SFJ: If you could ask one band member one question, who and what would it be?

HC: Trey, may I live in your pocket?

Seriously though, the band has been answering many of my unspoken questions since I began to pay attention – most of the questions came in forms I wouldn’t know how to pose succinctly or verbally, but I feel there’s already a healthy conversation that happens between artist and audience/audience member.

Heather at Dick's '16 - Swingin' Dick's - rocking super appropriate head gear! - Photo Credit: Michael Howard

SFJ: Request time: Name a song you’ve been chasing, but have never gotten?

HC: Bye Bye Foot or Shafty. There are so many I haven’t caught yet that I would love to hear live, but I know each one comes in its own time and place and if you go around expecting and wishing, you may miss many magical moments being gifted to you right then.

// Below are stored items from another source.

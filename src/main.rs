use std::sync::Arc;

use anyhow::Context;
use tokio::{net::TcpListener, signal};
use tracing_subscriber::EnvFilter;

use styllio::{
    config::AppConfig, create_router, db, mailer::build_mailer, payments::StripeGateway,
    s3::build_storage, trigger::FunctionTrigger, AppState, Services,
};

#[tokio::main]
async fn main() -> anyhow::Result<()> {
    dotenv::dotenv().ok();
    init_tracing();

    let config = AppConfig::from_env()?;
    tracing::info!(
        component = "server",
        database_url = %config.redacted_database_url(),
        pool_size = config.database_max_pool_size,
        s3_bucket = %config.s3_bucket,
        style_function_configured = config.style_function_id.is_some(),
        email_enabled = config.email_api_key.is_some(),
        "loaded configuration"
    );

    let pool = db::init_pool_with_size(&config.database_url, config.database_max_pool_size)?;
    let applied = db::run_pending_migrations(&pool)?;
    tracing::info!(applied, "database migrations up to date");

    let storage = build_storage(&config).await?;
    let services = Services {
        storage: Arc::new(storage),
        payments: Arc::new(StripeGateway::new(
            config.stripe_api_base.clone(),
            config.stripe_secret_key.clone(),
        )),
        trigger: Arc::new(FunctionTrigger::from_config(&config)),
        mailer: build_mailer(&config),
    };

    let addr = format!("{}:{}", config.server_host, config.server_port);
    let state = AppState::new(pool, config, services);
    let app = create_router(state);

    let listener = TcpListener::bind(&addr)
        .await
        .with_context(|| format!("failed to bind {addr}"))?;
    tracing::info!(%addr, "listening");

    axum::serve(listener, app)
        .with_graceful_shutdown(shutdown_signal())
        .await
        .context("server error")?;

    Ok(())
}

async fn shutdown_signal() {
    if let Err(err) = signal::ctrl_c().await {
        tracing::error!(error = %err, "failed to listen for shutdown signal");
        std::future::pending::<()>().await;
    }
    tracing::info!("received shutdown signal");
}

fn init_tracing() {
    let filter = EnvFilter::try_from_default_env().unwrap_or_else(|_| EnvFilter::new("info"));
    tracing_subscriber::fmt()
        .with_env_filter(filter)
        .with_target(false)
        .compact()
        .init();
}
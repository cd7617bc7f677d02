use axum::{extract::State, http::StatusCode, response::Json};
use serde_json::{json, Value};

use crate::state::AppState;

/// Liveness plus a cheap database round-trip.
pub async fn health_check(State(state): State<AppState>) -> (StatusCode, Json<Value>) {
    match state.pool.get() {
        Ok(_) => (StatusCode::OK, Json(json!({ "status": "ok" }))),
        Err(err) => {
            tracing::warn!(error = %err, "health check could not reach database");
            (
                StatusCode::SERVICE_UNAVAILABLE,
                Json(json!({ "status": "degraded" })),
            )
        }
    }
}
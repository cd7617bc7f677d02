pub mod signature;
pub mod stripe;

use std::collections::BTreeMap;

use async_trait::async_trait;
use serde::Deserialize;
use serde_json::Value;
use thiserror::Error;

pub use self::stripe::StripeGateway;

pub const PAYMENT_INTENT_SUCCEEDED: &str = "succeeded";

pub const CHECKOUT_COMPLETED_EVENTS: &[&str] = &[
    "checkout.session.completed",
    "checkout.session.async_payment_succeeded",
];

/// Metadata keys written at checkout and read back from the completion event.
pub mod metadata_keys {
    pub const SELECTED_STYLE: &str = "selectedStyle";
    pub const FILE_IDS: &str = "fileIds";
    pub const CLAIM_TOKEN_HASH: &str = "claimTokenHash";
}

#[derive(Debug, Error)]
pub enum PaymentError {
    #[error("payment gateway request failed: {0}")]
    Request(#[from] reqwest::Error),
    #[error("payment gateway returned {status}: {message}")]
    Provider { status: u16, message: String },
    #[error("unexpected payment gateway response: {0}")]
    InvalidResponse(String),
}

#[derive(Debug, Clone)]
pub struct CheckoutRequest {
    pub amount_cents: i64,
    pub currency: String,
    pub product_name: String,
    pub description: String,
    pub success_url: String,
    pub cancel_url: String,
    pub customer_email: Option<String>,
    pub metadata: BTreeMap<String, String>,
}

#[derive(Debug, Clone, Deserialize)]
pub struct CheckoutSession {
    pub id: String,
    pub url: Option<String>,
}

#[derive(Debug, Clone, Deserialize)]
pub struct PaymentIntent {
    pub id: String,
    pub status: String,
}

impl PaymentIntent {
    pub fn is_succeeded(&self) -> bool {
        self.status == PAYMENT_INTENT_SUCCEEDED
    }
}

#[async_trait]
pub trait PaymentGateway: Send + Sync + 'static {
    async fn create_checkout_session(
        &self,
        request: &CheckoutRequest,
    ) -> Result<CheckoutSession, PaymentError>;

    async fn retrieve_payment_intent(&self, id: &str) -> Result<PaymentIntent, PaymentError>;
}

#[derive(Debug, Error, PartialEq, Eq)]
pub enum CheckoutEventError {
    #[error("checkout session object is malformed")]
    MalformedSession,
    #[error("checkout session is missing {0}")]
    MissingField(&'static str),
    #[error("checkout metadata field {0} is malformed")]
    MalformedMetadata(&'static str),
}

/// A completed checkout, normalised from the gateway's event object.
#[derive(Debug, Clone, PartialEq)]
pub struct CompletedCheckout {
    pub session_id: String,
    pub payment_intent_id: String,
    pub customer_email: String,
    pub customer_name: Option<String>,
    pub payment_status: String,
    pub amount_total: Option<i64>,
    pub currency: Option<String>,
    pub selected_style: String,
    pub file_ids: Vec<String>,
    pub claim_token_hash: Option<String>,
}

#[derive(Debug, Deserialize)]
struct RawCheckoutSession {
    id: String,
    #[serde(default)]
    payment_intent: Option<Value>,
    #[serde(default)]
    customer_email: Option<String>,
    #[serde(default)]
    customer_details: Option<RawCustomerDetails>,
    #[serde(default)]
    payment_status: Option<String>,
    #[serde(default)]
    amount_total: Option<i64>,
    #[serde(default)]
    currency: Option<String>,
    #[serde(default)]
    metadata: BTreeMap<String, Value>,
}

#[derive(Debug, Deserialize)]
struct RawCustomerDetails {
    #[serde(default)]
    email: Option<String>,
    #[serde(default)]
    name: Option<String>,
}

impl CompletedCheckout {
    pub fn from_event_object(object: &Value) -> Result<Self, CheckoutEventError> {
        let raw: RawCheckoutSession = serde_json::from_value(object.clone())
            .map_err(|_| CheckoutEventError::MalformedSession)?;

        // The intent may be expanded into an object or left as an id.
        let payment_intent_id = match raw.payment_intent {
            Some(Value::String(id)) => id,
            Some(Value::Object(intent)) => intent
                .get("id")
                .and_then(Value::as_str)
                .map(str::to_string)
                .ok_or(CheckoutEventError::MissingField("payment_intent"))?,
            _ => return Err(CheckoutEventError::MissingField("payment_intent")),
        };

        let (details_email, customer_name) = match raw.customer_details {
            Some(details) => (details.email, details.name),
            None => (None, None),
        };
        let customer_email = details_email
            .or(raw.customer_email)
            .filter(|email| !email.trim().is_empty())
            .ok_or(CheckoutEventError::MissingField("customer email"))?;

        let selected_style = raw
            .metadata
            .get(metadata_keys::SELECTED_STYLE)
            .and_then(Value::as_str)
            .map(str::to_string)
            .ok_or(CheckoutEventError::MissingField(metadata_keys::SELECTED_STYLE))?;

        let file_ids = normalize_file_ids(raw.metadata.get(metadata_keys::FILE_IDS))?;

        let claim_token_hash = raw
            .metadata
            .get(metadata_keys::CLAIM_TOKEN_HASH)
            .and_then(Value::as_str)
            .filter(|hash| crate::auth::tokens::is_token_hash(hash))
            .map(str::to_string);

        Ok(Self {
            session_id: raw.id,
            payment_intent_id,
            customer_email,
            customer_name: customer_name.filter(|name| !name.trim().is_empty()),
            payment_status: raw.payment_status.unwrap_or_else(|| "unknown".to_string()),
            amount_total: raw.amount_total,
            currency: raw.currency,
            selected_style,
            file_ids,
            claim_token_hash,
        })
    }
}

/// File ids arrive either as a JSON-encoded string or as a native array.
pub fn normalize_file_ids(value: Option<&Value>) -> Result<Vec<String>, CheckoutEventError> {
    let decoded;
    let array = match value {
        Some(Value::Array(items)) => items,
        Some(Value::String(encoded)) => {
            decoded = serde_json::from_str::<Value>(encoded)
                .map_err(|_| CheckoutEventError::MalformedMetadata(metadata_keys::FILE_IDS))?;
            match &decoded {
                Value::Array(items) => items,
                _ => return Err(CheckoutEventError::MalformedMetadata(metadata_keys::FILE_IDS)),
            }
        }
        Some(_) => return Err(CheckoutEventError::MalformedMetadata(metadata_keys::FILE_IDS)),
        None => return Err(CheckoutEventError::MissingField(metadata_keys::FILE_IDS)),
    };

    let mut ids = Vec::with_capacity(array.len());
    for item in array {
        let id = item
            .as_str()
            .map(str::trim)
            .filter(|id| !id.is_empty())
            .ok_or(CheckoutEventError::MalformedMetadata(metadata_keys::FILE_IDS))?;
        if !ids.iter().any(|existing: &String| existing == id) {
            ids.push(id.to_string());
        }
    }

    if ids.is_empty() {
        return Err(CheckoutEventError::MissingField(metadata_keys::FILE_IDS));
    }
    Ok(ids)
}
//! HTTP client for the job API and the status observation protocol built on it.
//!
//! ```no_run
//! use std::sync::Arc;
//! use styllio::client::{observer::{JobObserver, ObserverConfig}, StyllioClient};
//!
//! # async fn example() -> anyhow::Result<()> {
//! let client = StyllioClient::new("http://localhost:3000");
//! let handle = JobObserver::new(Arc::new(client), ObserverConfig::default())
//!     .spawn_for_session("cs_test_123".to_string());
//! let outcome = handle.finished().await;
//! println!("{outcome:?}");
//! # Ok(())
//! # }
//! ```

pub mod error;
pub mod observer;

use async_trait::async_trait;
use eventsource_stream::Eventsource;
use futures_util::stream::{BoxStream, StreamExt};
use reqwest::{Client, RequestBuilder, StatusCode};
use serde::de::DeserializeOwned;
use serde::{Deserialize, Serialize};
use uuid::Uuid;

pub use error::{ClientError, Result};

use crate::projection::JobView;

/// One item per change notification. Carries no state; the receiver re-fetches.
pub type Notifications = BoxStream<'static, Result<()>>;

/// What the observer needs from the server.
#[async_trait]
pub trait JobFeed: Send + Sync + 'static {
    async fn find_by_session(&self, session_id: &str) -> Result<Option<JobView>>;

    async fn fetch(&self, job_id: &str) -> Result<Option<JobView>>;

    async fn subscribe(&self, job_id: &str) -> Result<Notifications>;
}

#[derive(Debug, Clone, Deserialize)]
#[serde(rename_all = "camelCase")]
pub struct AnonymousSession {
    pub user_id: Uuid,
    pub token: String,
    pub expires_in: i64,
}

#[derive(Serialize)]
#[serde(rename_all = "camelCase")]
struct ClaimBody<'a> {
    claim_token: &'a str,
    user_id: Uuid,
}

#[derive(Debug, Clone)]
pub struct StyllioClient {
    base_url: String,
    client: Client,
    session: Option<AnonymousSession>,
    claim_token: Option<String>,
}

impl StyllioClient {
    pub fn new(base_url: impl Into<String>) -> Self {
        Self::with_client(base_url, Client::new())
    }

    pub fn with_client(base_url: impl Into<String>, client: Client) -> Self {
        Self {
            base_url: base_url.into().trim_end_matches('/').to_string(),
            client,
            session: None,
            claim_token: None,
        }
    }

    pub fn with_session(mut self, session: AnonymousSession) -> Self {
        self.session = Some(session);
        self
    }

    /// The one-time token from checkout; redeemed before subscribing to push.
    pub fn with_claim_token(mut self, claim_token: impl Into<String>) -> Self {
        self.claim_token = Some(claim_token.into());
        self
    }

    pub fn base_url(&self) -> &str {
        &self.base_url
    }

    fn authorized(&self, builder: RequestBuilder) -> Result<RequestBuilder> {
        let session = self.session.as_ref().ok_or(ClientError::NoSession)?;
        Ok(builder.bearer_auth(&session.token))
    }

    async fn handle_response<T: DeserializeOwned>(response: reqwest::Response) -> Result<T> {
        let status = response.status();
        if !status.is_success() {
            let message = response
                .text()
                .await
                .unwrap_or_else(|_| "unknown error".to_string());
            return Err(ClientError::api_error(status.as_u16(), message));
        }
        response
            .json()
            .await
            .map_err(|err| ClientError::ParseError(format!("failed to parse JSON response: {err}")))
    }

    async fn optional_job(response: reqwest::Response) -> Result<Option<JobView>> {
        if response.status() == StatusCode::NOT_FOUND {
            return Ok(None);
        }
        Self::handle_response(response).await.map(Some)
    }

    pub async fn create_anonymous_session(&self) -> Result<AnonymousSession> {
        let url = format!("{}/api/sessions/anonymous", self.base_url);
        let response = self.client.post(&url).send().await?;
        Self::handle_response(response).await
    }

    pub async fn find_job_by_session(&self, session_id: &str) -> Result<Option<JobView>> {
        let url = format!("{}/api/jobs", self.base_url);
        let response = self
            .client
            .get(&url)
            .query(&[("sessionId", session_id)])
            .send()
            .await?;
        Self::optional_job(response).await
    }

    pub async fn get_job(&self, job_id: &str) -> Result<Option<JobView>> {
        let url = format!("{}/api/jobs/{}", self.base_url, job_id);
        let response = self.client.get(&url).send().await?;
        Self::optional_job(response).await
    }

    pub async fn claim_job(&self, job_id: &str, claim_token: &str) -> Result<()> {
        let session = self.session.as_ref().ok_or(ClientError::NoSession)?;
        let url = format!("{}/api/jobs/{}/claim", self.base_url, job_id);
        let response = self
            .authorized(self.client.post(&url))?
            .json(&ClaimBody {
                claim_token,
                user_id: session.user_id,
            })
            .send()
            .await?;
        let _: serde_json::Value = Self::handle_response(response).await?;
        Ok(())
    }

    pub async fn job_events(&self, job_id: &str) -> Result<Notifications> {
        let url = format!("{}/api/jobs/{}/events", self.base_url, job_id);
        let response = self
            .authorized(self.client.get(&url))?
            .header("accept", "text/event-stream")
            .send()
            .await?;
        let status = response.status();
        if !status.is_success() {
            let message = response.text().await.unwrap_or_default();
            return Err(ClientError::api_error(status.as_u16(), message));
        }

        // Keep-alive comments carry no data and are not notifications.
        let notifications = response
            .bytes_stream()
            .eventsource()
            .filter_map(|item| async move {
                match item {
                    Ok(event) if event.data.is_empty() => None,
                    Ok(_) => Some(Ok(())),
                    Err(err) => Some(Err(ClientError::from(err))),
                }
            });

        Ok(notifications.boxed())
    }
}

#[async_trait]
impl JobFeed for StyllioClient {
    async fn find_by_session(&self, session_id: &str) -> Result<Option<JobView>> {
        self.find_job_by_session(session_id).await
    }

    async fn fetch(&self, job_id: &str) -> Result<Option<JobView>> {
        self.get_job(job_id).await
    }

    /// Redeems the claim token first when one was supplied; a token already used
    /// by an earlier run is not fatal since the grant persists.
    async fn subscribe(&self, job_id: &str) -> Result<Notifications> {
        if self.session.is_none() {
            return Err(ClientError::NoSession);
        }
        if let Some(token) = &self.claim_token {
            if let Err(err) = self.claim_job(job_id, token).await {
                tracing::debug!(job_id, error = %err, "claim not redeemed");
            }
        }
        self.job_events(job_id).await
    }
}

#[cfg(test)]
mod tests {
    use super::*;
    use serde_json::json;
    use wiremock::matchers::{header, method, path, query_param};
    use wiremock::{Mock, MockServer, ResponseTemplate};

    fn job_json(status: &str) -> serde_json::Value {
        json!({
            "id": "jane-abc12345",
            "status": status,
            "progress": 0,
            "resultUrl": null,
            "originalImageUrls": ["https://cdn.test/uploads/f1"],
            "processedImages": [],
            "error": null,
            "createdAt": "2025-06-01T10:00:00Z",
            "updatedAt": "2025-06-01T10:00:00Z",
            "completedAt": null,
            "metadata": {
                "style": "lunora",
                "imageCount": 1,
                "customerEmail": "jane@example.com",
                "paymentStatus": "paid"
            }
        })
    }

    #[tokio::test]
    async fn session_lookup_maps_404_to_none() {
        let server = MockServer::start().await;
        Mock::given(method("GET"))
            .and(path("/api/jobs"))
            .and(query_param("sessionId", "cs_missing"))
            .respond_with(ResponseTemplate::new(404).set_body_json(json!({ "error": "resource not found" })))
            .mount(&server)
            .await;
        Mock::given(method("GET"))
            .and(path("/api/jobs"))
            .and(query_param("sessionId", "cs_found"))
            .respond_with(ResponseTemplate::new(200).set_body_json(job_json("queuing")))
            .mount(&server)
            .await;

        let client = StyllioClient::new(server.uri());
        assert!(client.find_job_by_session("cs_missing").await.unwrap().is_none());
        let job = client.find_job_by_session("cs_found").await.unwrap().unwrap();
        assert_eq!(job.id, "jane-abc12345");
    }

    #[tokio::test]
    async fn server_errors_are_surfaced() {
        let server = MockServer::start().await;
        Mock::given(method("GET"))
            .and(path("/api/jobs/jane-abc12345"))
            .respond_with(ResponseTemplate::new(503).set_body_string("busy"))
            .mount(&server)
            .await;

        let err = StyllioClient::new(server.uri())
            .get_job("jane-abc12345")
            .await
            .unwrap_err();
        assert!(matches!(err, ClientError::ApiError { status: 503, .. }));
    }

    #[tokio::test]
    async fn subscribing_without_session_fails_fast() {
        let client = StyllioClient::new("http://127.0.0.1:9");
        let err = client.subscribe("jane-abc12345").await.err().unwrap();
        assert!(matches!(err, ClientError::NoSession));
    }

    #[tokio::test]
    async fn event_stream_yields_one_item_per_event() {
        let server = MockServer::start().await;
        Mock::given(method("GET"))
            .and(path("/api/jobs/jane-abc12345/events"))
            .and(header("authorization", "Bearer session-token"))
            .respond_with(
                ResponseTemplate::new(200)
                    .insert_header("content-type", "text/event-stream")
                    .set_body_string(
                        ": keep-alive\n\nevent: job\ndata: {\"status\":\"processing\"}\n\nevent: job\ndata: {\"status\":\ndata: \"completed\"}\n\n",
                    ),
            )
            .mount(&server)
            .await;

        let client = StyllioClient::new(server.uri()).with_session(AnonymousSession {
            user_id: Uuid::new_v4(),
            token: "session-token".to_string(),
            expires_in: 60,
        });
        let notifications: Vec<_> = client
            .job_events("jane-abc12345")
            .await
            .unwrap()
            .collect()
            .await;
        assert_eq!(notifications.len(), 2);
        assert!(notifications.iter().all(|item| item.is_ok()));
    }
}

SFJ: If you could sum up this whole Meatstick Girl experience in three words and/or a phrase, what would they be?

HC:

Three words: “Shocks my brain!”

Phrase: After Meatstick, you chop wood and carry water.

SFJ: Any causes or charities close to your heart that you’d like to give a shout out?

HC:

🐠

So other than the happenstance of being caught on camera, what makes Meatstick Girl and her webcast cohorts so unique? I believe we see ourselves in these isolated moments, and in turn make these folks Phish famous to celebrate US! For those that get it, we have all been enraptured in the frenzied excitement of a Meatstick Girl moment, or worn the face of stupefied awe while a song was peaking, just like Hood Boy. Heather framed it best when she quoted The Beatles verse above – “I am he as you are he as you are me and we are all together.” Trey told us “The Walrus was Jimmy,” yet perhaps he was really saying the Walrus is us all!

Before she was Meatstick Girl - Heather in all her glory soaking in the beauty that is TAB at Red Rocks - 5/31/17 - Photo Credit: Miles Chrisinger

Thank you to Heather Craig, aka Meatstick Girl, for wholeheartedly throwing yourself into this Q&A! You’ve not only awed us with your dancing, but now your prose.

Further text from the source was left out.